[Saved entries]
□ □ □ □ □ □ □
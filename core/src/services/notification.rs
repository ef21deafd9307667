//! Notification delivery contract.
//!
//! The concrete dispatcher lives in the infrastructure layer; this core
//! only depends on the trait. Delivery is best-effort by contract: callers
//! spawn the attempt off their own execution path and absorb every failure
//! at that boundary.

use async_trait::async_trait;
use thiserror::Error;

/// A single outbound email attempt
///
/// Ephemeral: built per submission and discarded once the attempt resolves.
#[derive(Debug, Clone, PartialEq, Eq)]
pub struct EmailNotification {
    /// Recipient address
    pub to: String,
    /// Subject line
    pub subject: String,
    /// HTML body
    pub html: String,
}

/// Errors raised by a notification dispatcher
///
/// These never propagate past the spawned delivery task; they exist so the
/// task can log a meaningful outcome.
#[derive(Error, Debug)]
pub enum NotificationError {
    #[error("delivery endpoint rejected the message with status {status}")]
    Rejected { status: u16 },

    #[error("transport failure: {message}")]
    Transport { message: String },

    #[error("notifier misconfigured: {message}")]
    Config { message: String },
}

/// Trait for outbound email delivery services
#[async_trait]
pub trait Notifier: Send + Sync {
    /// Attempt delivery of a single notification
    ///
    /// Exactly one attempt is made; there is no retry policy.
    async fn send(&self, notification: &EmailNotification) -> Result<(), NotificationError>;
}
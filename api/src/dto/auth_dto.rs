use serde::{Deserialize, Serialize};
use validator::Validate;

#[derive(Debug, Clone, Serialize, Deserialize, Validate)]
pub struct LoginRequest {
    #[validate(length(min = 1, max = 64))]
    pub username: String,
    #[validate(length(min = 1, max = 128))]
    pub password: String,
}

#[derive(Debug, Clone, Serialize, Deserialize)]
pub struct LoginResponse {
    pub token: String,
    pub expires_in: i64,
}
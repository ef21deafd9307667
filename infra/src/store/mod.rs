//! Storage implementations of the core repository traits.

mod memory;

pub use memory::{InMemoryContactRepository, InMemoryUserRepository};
□ □ □ □ □ □ □
Wherever the word "status" appears in the entries above, copy that whole line.

    #[error("delivery endpoint rejected the message with status {status}")]
    Rejected { status: u16 },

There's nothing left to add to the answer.